Thursday, June 11, 2009
Hot Toddy (the woman, not the drink)
From At the Circus -
Groucho: You know, if you hadn't sent for me I'd probably be home now in a nice warm bedroom, in a comfortable bed, with a hot toddy. That's a drink!
Chico: At'sa too bad!
Thelma Todd (1905-35), aka Hot Toddy, usually described (by me as much as anyone else) as 'a vivacious ice-cream blonde', was most decidedly not a drink.
One of the foremost comediennes of thirties Hollywood, she appears with the Brothers in Monkey Business and Horse Feathers and, possibly because her participation in these films is invariably - if absurdly - described as a 'replacement' for Margaret Dumont, it seems to me that she has never quite received her due for the splendid showing she gives in both movies.
As gangster's wife Lucille in Business she is a wonderful straightwoman for Groucho, while in Feathers as 'college widow' Connie Bailey she is even more; she's a fully-fledged team player.
Few female stars of thirties comedy combined her degree of decorativeness with such genuine comedic assurance.
Rare was the great comedian of the thirties who did not call on her services at least once, and they were always enlivened by the association. There are not all that many pressing reasons for watching Buster Keaton's Speak Easily (1932): by far the most compelling one is his very funny and oddly erotic drunk scene with Thelma.
She also teamed most notably with Charley Chase in twelve of his thirties shorts (see especially All Teed Up  and The Pip From Pittsburgh [1931, of which more here]) and Laurel and Hardy in three shorts and the features The Devil's Brother (1933) and The Bohemian Girl (1936), released after her death.
Most important of all her comedy work, though oddly overlooked even today, are the series of shorts she made for Hal Roach starring herself and either Zasu Pitts or Patsy Kelly. Roach's aim was to create a female Laurel & Hardy; fortunately the films themselves transcend such crude mechanics and give Thelma in particular some of her best chances to shine. (I discuss this series at length here.)
What is often forgotten, however, is that she was also a more than capable dramatic actress: witness her work in the superb Counsellor At Law (1933) with John Barrymore and the 1931 version of The Maltese Falcon.
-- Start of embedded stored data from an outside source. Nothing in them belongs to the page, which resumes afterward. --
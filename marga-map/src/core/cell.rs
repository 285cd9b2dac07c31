//! Cell coordinate type for the occupancy grid.

use serde::{Deserialize, Serialize};
use std::fmt;

/// Grid cell as a (row, col) pair, 0-indexed from the top-left corner.
///
/// The derived ordering is lexicographic (row first, then column). The
/// search engine and the renderers rely on it whenever a set of cells
/// has to be listed in a reproducible order.
#[derive(
    Clone, Copy, Debug, PartialEq, Eq, PartialOrd, Ord, Hash, Default, Serialize, Deserialize,
)]
pub struct Cell {
    /// Row index (0 = top)
    pub row: i32,
    /// Column index (0 = left)
    pub col: i32,
}

impl Cell {
    /// Create a new cell coordinate
    #[inline]
    pub fn new(row: i32, col: i32) -> Self {
        Self { row, col }
    }

    /// Manhattan distance to another cell
    #[inline]
    pub fn manhattan_distance(&self, other: &Cell) -> i32 {
        (self.row - other.row).abs() + (self.col - other.col).abs()
    }

    /// The four axis-adjacent cells in fixed (up, down, left, right) order.
    ///
    /// No bounds or occupancy filtering is done here; see
    /// [`MazeGrid::open_neighbors4`](crate::grid::MazeGrid::open_neighbors4).
    #[inline]
    pub fn neighbors4(&self) -> [Cell; 4] {
        [
            Cell::new(self.row - 1, self.col), // up
            Cell::new(self.row + 1, self.col), // down
            Cell::new(self.row, self.col - 1), // left
            Cell::new(self.row, self.col + 1), // right
        ]
    }
}

impl fmt::Display for Cell {
    fn fmt(&self, f: &mut fmt::Formatter<'_>) -> fmt::Result {
        write!(f, "({}, {})", self.row, self.col)
    }
}
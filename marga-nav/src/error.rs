//! Error types for marga-nav

use thiserror::Error;

/// marga-nav error type
#[derive(Error, Debug)]
pub enum NavError {
    #[error("Grid error: {0}")]
    Map(#[from] marga_map::MapError),

    #[error("I/O error: {0}")]
    Io(#[from] std::io::Error),

    #[error("Configuration error: {0}")]
    Config(String),
}

impl From<toml::de::Error> for NavError {
    fn from(e: toml::de::Error) -> Self {
        NavError::Config(e.to_string())
    }
}

pub type Result<T> = std::result::Result<T, NavError>;
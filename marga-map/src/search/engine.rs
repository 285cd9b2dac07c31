//! Stepped A* engine implementation.

use crate::core::Cell;
use crate::error::{MapError, Result};
use crate::grid::MazeGrid;
use log::{debug, trace};
use std::collections::{BinaryHeap, HashMap, HashSet};

use super::types::{CostEntry, FrontierNode, Path, SearchSnapshot, SearchStatus, StepResult};

/// Manhattan heuristic; admissible and consistent on a unit-cost
/// 4-connected grid.
#[inline]
fn heuristic(a: Cell, b: Cell) -> u32 {
    a.manhattan_distance(&b) as u32
}

/// Stepped A* search over a [`MazeGrid`].
///
/// The engine borrows the grid for its whole lifetime and owns all
/// transient search state, so aborting a search is just dropping the
/// engine. Each [`step`](SteppedAStar::step) expands exactly one node
/// and hands back a snapshot of the frontier and visited sets, which
/// is what lets a caller render intermediate search state.
///
/// Lifecycle: construction validates the endpoints and enters
/// `Running`; the engine then moves to `Succeeded` or `Exhausted` and
/// never leaves a terminal state. Re-running means constructing a new
/// engine.
///
/// # Usage
///
/// ```rust
/// use marga_map::{MazeGrid, SteppedAStar, StepResult};
///
/// let grid = MazeGrid::open(5)?;
/// let mut search = SteppedAStar::init(&grid, grid.start(), grid.goal())?;
/// match search.run_to_completion() {
///     StepResult::Found(path) => assert_eq!(path.moves(), 8),
///     _ => panic!("open grid must have a path"),
/// }
/// # Ok::<(), marga_map::MapError>(())
/// ```
pub struct SteppedAStar<'a> {
    grid: &'a MazeGrid,
    start: Cell,
    goal: Cell,
    status: SearchStatus,
    /// Best known cost from start
    g: HashMap<Cell, u32>,
    /// Priority key `g + h` as last written
    f: HashMap<Cell, u32>,
    /// Predecessor links for path reconstruction; no entry for start
    came_from: HashMap<Cell, Cell>,
    frontier: BinaryHeap<FrontierNode>,
    /// Frontier membership for O(1) queued checks
    queued: HashSet<Cell>,
    visited: HashSet<Cell>,
    next_seq: u64,
    /// Set once on success; lets terminal `step` calls repeat `Found`
    path: Option<Path>,
}

impl<'a> SteppedAStar<'a> {
    /// Initialize a search from `start` to `goal`.
    ///
    /// Fails with [`MapError::InvalidEndpoint`] when either endpoint
    /// is out of bounds or a wall.
    pub fn init(grid: &'a MazeGrid, start: Cell, goal: Cell) -> Result<Self> {
        for cell in [start, goal] {
            if !grid.contains(cell) || !grid.is_open(cell)? {
                debug!("[StepSearch] init rejected: endpoint {} invalid", cell);
                return Err(MapError::InvalidEndpoint { cell });
            }
        }

        let h0 = heuristic(start, goal);
        trace!(
            "[StepSearch] init: start={} goal={} h0={}",
            start,
            goal,
            h0
        );

        let mut engine = Self {
            grid,
            start,
            goal,
            status: SearchStatus::Running,
            g: HashMap::new(),
            f: HashMap::new(),
            came_from: HashMap::new(),
            frontier: BinaryHeap::new(),
            queued: HashSet::new(),
            visited: HashSet::new(),
            next_seq: 0,
            path: None,
        };
        engine.g.insert(start, 0);
        engine.f.insert(start, h0);
        engine.push_frontier(start, h0);
        Ok(engine)
    }

    /// Current lifecycle state
    pub fn status(&self) -> SearchStatus {
        self.status
    }

    /// Search start cell
    pub fn start(&self) -> Cell {
        self.start
    }

    /// Search goal cell
    pub fn goal(&self) -> Cell {
        self.goal
    }

    /// The path found so far (set only in `Succeeded`)
    pub fn path(&self) -> Option<&Path> {
        self.path.as_ref()
    }

    /// Frontier membership in row-major order
    pub fn frontier_cells(&self) -> Vec<Cell> {
        let mut cells: Vec<Cell> = self.queued.iter().copied().collect();
        cells.sort();
        cells
    }

    /// Visited (closed) set in row-major order
    pub fn visited_cells(&self) -> Vec<Cell> {
        let mut cells: Vec<Cell> = self.visited.iter().copied().collect();
        cells.sort();
        cells
    }

    /// Expand one node.
    ///
    /// In `Running`: pops the minimum-f frontier cell (insertion order
    /// breaks ties; stale entries for already-visited cells are
    /// discarded), finalizes it, and either reconstructs the path
    /// (goal reached), reports exhaustion, or relaxes the open
    /// 4-neighbors and returns a snapshot.
    ///
    /// In a terminal state this returns the terminal result again.
    pub fn step(&mut self) -> StepResult {
        match self.status {
            SearchStatus::Succeeded => {
                // Terminal states repeat their result
                return StepResult::Found(self.path.clone().unwrap_or_else(|| Path::new(vec![])));
            }
            SearchStatus::Exhausted => return StepResult::NoPath,
            SearchStatus::Running => {}
        }

        let current = loop {
            match self.frontier.pop() {
                None => {
                    debug!(
                        "[StepSearch] exhausted: no path after visiting {} cells",
                        self.visited.len()
                    );
                    self.status = SearchStatus::Exhausted;
                    return StepResult::NoPath;
                }
                // Skip stale entries; the cell was already expanded
                // under a better key
                Some(node) if self.visited.contains(&node.cell) => continue,
                Some(node) => break node.cell,
            }
        };

        self.queued.remove(&current);
        self.visited.insert(current);

        if current == self.goal {
            let path = self.reconstruct_path();
            trace!(
                "[StepSearch] success: path length={} cells, visited={}",
                path.len_cells(),
                self.visited.len()
            );
            self.status = SearchStatus::Succeeded;
            self.path = Some(path.clone());
            return StepResult::Found(path);
        }

        let g_current = self.g[&current];
        for neighbor in self.grid.open_neighbors4(current) {
            if self.visited.contains(&neighbor) {
                continue;
            }

            let tentative_g = g_current + 1;
            let known_g = self.g.get(&neighbor).copied().unwrap_or(u32::MAX);
            if tentative_g < known_g {
                self.came_from.insert(neighbor, current);
                self.g.insert(neighbor, tentative_g);
                let f = tentative_g + heuristic(neighbor, self.goal);
                self.f.insert(neighbor, f);
                // A cell already queued keeps its old heap key; the
                // maps above carry the improved cost
                if !self.queued.contains(&neighbor) {
                    self.push_frontier(neighbor, f);
                }
            }
        }

        StepResult::InProgress(self.snapshot(current))
    }

    /// Drive the search to a terminal result without yielding.
    pub fn run_to_completion(&mut self) -> StepResult {
        loop {
            let result = self.step();
            if self.status.is_terminal() {
                return result;
            }
        }
    }

    /// `(cell, h, g, f)` records along the final path; empty unless
    /// the search succeeded.
    pub fn cost_trace(&self) -> Vec<CostEntry> {
        let Some(path) = &self.path else {
            return Vec::new();
        };
        path.cells()
            .iter()
            .map(|&cell| CostEntry {
                cell,
                h: heuristic(cell, self.goal),
                g: self.g[&cell],
                f: self.f[&cell],
            })
            .collect()
    }

    fn push_frontier(&mut self, cell: Cell, f: u32) {
        self.frontier.push(FrontierNode {
            cell,
            f,
            seq: self.next_seq,
        });
        self.next_seq += 1;
        self.queued.insert(cell);
    }

    fn snapshot(&self, expanded: Cell) -> SearchSnapshot {
        SearchSnapshot {
            expanded,
            frontier: self.frontier_cells(),
            visited: self.visited_cells(),
        }
    }

    fn reconstruct_path(&self) -> Path {
        let mut cells = Vec::new();
        let mut current = self.goal;
        while let Some(&prev) = self.came_from.get(&current) {
            cells.push(current);
            current = prev;
        }
        cells.push(current); // start
        cells.reverse();
        Path::new(cells)
    }
}
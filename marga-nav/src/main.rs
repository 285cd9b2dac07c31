//! marga-nav - Interactive stepped A* pathfinding demonstrator
//!
//! Generates a random occupancy grid, then runs an edit/search session
//! against it: move the start and goal, toggle walls, and watch the
//! A* frontier and visited sets grow one expansion at a time in the
//! terminal.
//!
//! Commands on stdin: `start R C`, `goal R C`, `wall R C`, `run`,
//! `quit`. `--script` instead runs a single search and exits, which is
//! handy for demos and smoke tests.

mod config;
mod error;
mod input;
mod render;
mod session;

use clap::Parser;
use config::NavConfig;
use error::Result;
use input::{Command, ConsoleInput, ScriptedInput};
use render::AsciiRenderer;
use session::Session;
use std::path::{Path, PathBuf};
use tracing::info;

#[derive(Parser)]
#[command(name = "marga-nav")]
#[command(about = "Interactive stepped A* pathfinding over a random occupancy grid")]
struct Args {
    /// Configuration file (TOML)
    #[arg(short, long)]
    config: Option<PathBuf>,

    /// Grid dimension override
    #[arg(long)]
    size: Option<usize>,

    /// Wall probability override
    #[arg(long)]
    wall_probability: Option<f64>,

    /// RNG seed override (0 = non-deterministic)
    #[arg(long)]
    seed: Option<u64>,

    /// Step delay override in milliseconds
    #[arg(long)]
    step_delay_ms: Option<u64>,

    /// Run one search and exit instead of reading commands from stdin
    #[arg(long)]
    script: bool,
}

fn main() -> Result<()> {
    // Initialize logging
    tracing_subscriber::fmt()
        .with_env_filter(
            tracing_subscriber::EnvFilter::from_default_env()
                .add_directive("marga_nav=info".parse().unwrap()),
        )
        .init();

    let args = Args::parse();

    let mut config = match &args.config {
        Some(path) => {
            info!("Loading configuration from {:?}", path);
            NavConfig::load(path)?
        }
        None if Path::new("marga.toml").exists() => {
            info!("Loading configuration from marga.toml");
            NavConfig::load(Path::new("marga.toml"))?
        }
        None => {
            info!("Using default configuration");
            NavConfig::default()
        }
    };

    // Command line overrides
    if let Some(size) = args.size {
        config.grid.size = size;
    }
    if let Some(p) = args.wall_probability {
        config.grid.wall_probability = p;
    }
    if let Some(seed) = args.seed {
        config.grid.seed = seed;
    }
    if let Some(delay) = args.step_delay_ms {
        config.render.step_delay_ms = delay;
    }

    info!("marga-nav v{}", env!("CARGO_PKG_VERSION"));
    info!(
        "Grid: {}x{}, wall probability {:.2}, seed {}",
        config.grid.size, config.grid.size, config.grid.wall_probability, config.grid.seed
    );

    let mut session = Session::from_config(&config.grid)?;
    let mut renderer = AsciiRenderer::stdout(&config.render);

    if args.script {
        let mut input = ScriptedInput::new(vec![Command::RunSearch, Command::Quit]);
        session.run(&mut input, &mut renderer)?;
    } else {
        info!("Commands: start R C | goal R C | wall R C | run | quit");
        let mut input = ConsoleInput::stdin();
        session.run(&mut input, &mut renderer)?;
    }

    match session.path() {
        Some(path) => info!("Final path: {} cells ({} moves)", path.len_cells(), path.moves()),
        None => info!("No path cached at session end"),
    }
    info!("marga-nav finished");
    Ok(())
}
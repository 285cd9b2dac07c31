//! Error types for marga-map.
//!
//! All variants are caller-precondition violations detected before any
//! mutation takes place. An exhausted search (`NoPath`) is a normal
//! terminal outcome, not an error; see
//! [`StepResult`](crate::search::StepResult).

use crate::core::Cell;
use thiserror::Error;

/// Grid and search error type
#[derive(Error, Debug, Clone, PartialEq, Eq)]
pub enum MapError {
    /// Coordinate outside the grid
    #[error("cell {cell} is outside the {size}x{size} grid")]
    OutOfBounds { cell: Cell, size: usize },

    /// Start/goal placement collides with a wall, or a wall toggle
    /// targets the current start or goal
    #[error("wall conflict at cell {cell}: start and goal must stay on open cells")]
    WallConflict { cell: Cell },

    /// Search initialized with a start or goal that is a wall or out of bounds
    #[error("invalid search endpoint at cell {cell}")]
    InvalidEndpoint { cell: Cell },

    /// Grid construction parameters out of range
    #[error("invalid grid parameters: {0}")]
    InvalidConfig(String),
}

pub type Result<T> = std::result::Result<T, MapError>;
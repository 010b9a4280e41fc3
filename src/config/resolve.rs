//! Environment variable substitution, API key and model resolution.

use anyhow::Result;

use super::types::Config;
use crate::constants::{API_KEY_ENV, DEFAULT_MODEL};

impl Config {
    /// Resolve {env:VAR_NAME} patterns in string fields.
    pub(super) fn resolve_substitutions(&mut self) {
        for field in [&mut self.model, &mut self.api_key, &mut self.base_url] {
            if let Some(value) = field {
                *value = Self::resolve_str(value);
            }
        }
    }

    /// Replace {env:VAR} with the environment variable value.
    /// Substituted values are not expanded again.
    fn resolve_str(s: &str) -> String {
        let mut result = s.to_string();
        let mut from = 0;
        while let Some(offset) = result[from..].find("{env:") {
            let start = from + offset;
            let Some(end) = result[start..].find('}') else {
                break;
            };
            let var_name = &result[start + 5..start + end];
            let value = std::env::var(var_name).unwrap_or_default();
            result = format!(
                "{}{}{}",
                &result[..start],
                value,
                &result[start + end + 1..]
            );
            from = start + value.len();
        }
        result
    }

    /// Resolve the API key: `--key` flag first, then the `API_KEY` env var,
    /// then the config value. Empty values are skipped.
    pub fn resolve_api_key(&self, flag: Option<&str>) -> Result<String> {
        let env = std::env::var(API_KEY_ENV).ok();
        self.api_key_from(flag, env.as_deref())
    }

    fn api_key_from(&self, flag: Option<&str>, env: Option<&str>) -> Result<String> {
        [flag, env, self.api_key.as_deref()]
            .into_iter()
            .flatten()
            .find(|key| !key.is_empty())
            .map(str::to_string)
            .ok_or_else(|| {
                anyhow::anyhow!(
                    "Unable to obtain API key for Google AI; use --key or {} env var",
                    API_KEY_ENV
                )
            })
    }

    /// Resolve the model: `--model` flag, then config, then the built-in default.
    pub fn model_name(&self, flag: Option<&str>) -> String {
        flag.or(self.model.as_deref())
            .filter(|m| !m.is_empty())
            .unwrap_or(DEFAULT_MODEL)
            .to_string()
    }

    /// Custom endpoint, if configured.
    pub fn base_url(&self) -> Option<&str> {
        self.base_url.as_deref().filter(|u| !u.is_empty())
    }
}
Nonetheless it was with comedy that her name was indelibly associated, prompting director Roland West to change her name to Alison Lloyd when he gave her the dramatic lead in Corsair (1931), so as to shake off her pratfalling reputation. (On hearing of this, Hal Roach announced that when she returned to his studios he too would change her name, this time to Susie Dinkleberry, "so that no taint of drama will cling to her pyjamas.")
Her work with the Brothers is superb, and characteristic of Roach's own assessment that her value to his comedies was her combination of elegance and sexiness with a willingness to fall on her ass and take a pie in the face. Because she is genuinely sexy there is a sincerity to Groucho's sexual pursuit of her that contrasts markedly with his essentially mocking wooing of Dumont, and this desirability also creates a different dynamic when time comes for her to get thrown in the lake, or jumped and sat on by all the Marx Brothers at once.
As all Hollywood Babylon fans know, Thelma died tragically of carbon monoxide poisoning in her locked garage. It appears to be one of those occasions when the conspiracy theorists, through no fault of their own, actually got it right. Appallingly, this wonderfully talented woman was almost certainly murdered.
The garage connection makes it de rigueur to quote Groucho's line from Monkey Business: "You're a woman who's been getting nothing but dirty breaks; well, we can clean and tighten your brakes but you'll have to stay in the garage all night." But for years the line was habitually misquoted as "Now you be a good girlie, or I'll lock you in the garage." Quite why it was misremembered in this way I have no idea, but it went round like wildfire, and you can find it thus quoted in upwards of a dozen books, including Andy Edmonds's compulsive if occasionally flighty biography Hot Toddy.
Hal Roach eulogised her thus: "She was a favourite with everyone on the lot from the lowest employee to the highest. She was always joyous and happy... She was well-loved, and we will miss her."
The 82 year-old Groucho had his own memories of her in Richard Anobile's Marx Brothers Scrapbook, an equally infuriating and invaluable book that Groucho hated because it printed verbatim several long interviews more than generously salted with ribald comments he assumed were off the record.
Discussing the Paramount years, he recalled:
You know who I thought was cute? Thelma Todd. She worked in a couple of our pictures. I wanted to fuck her.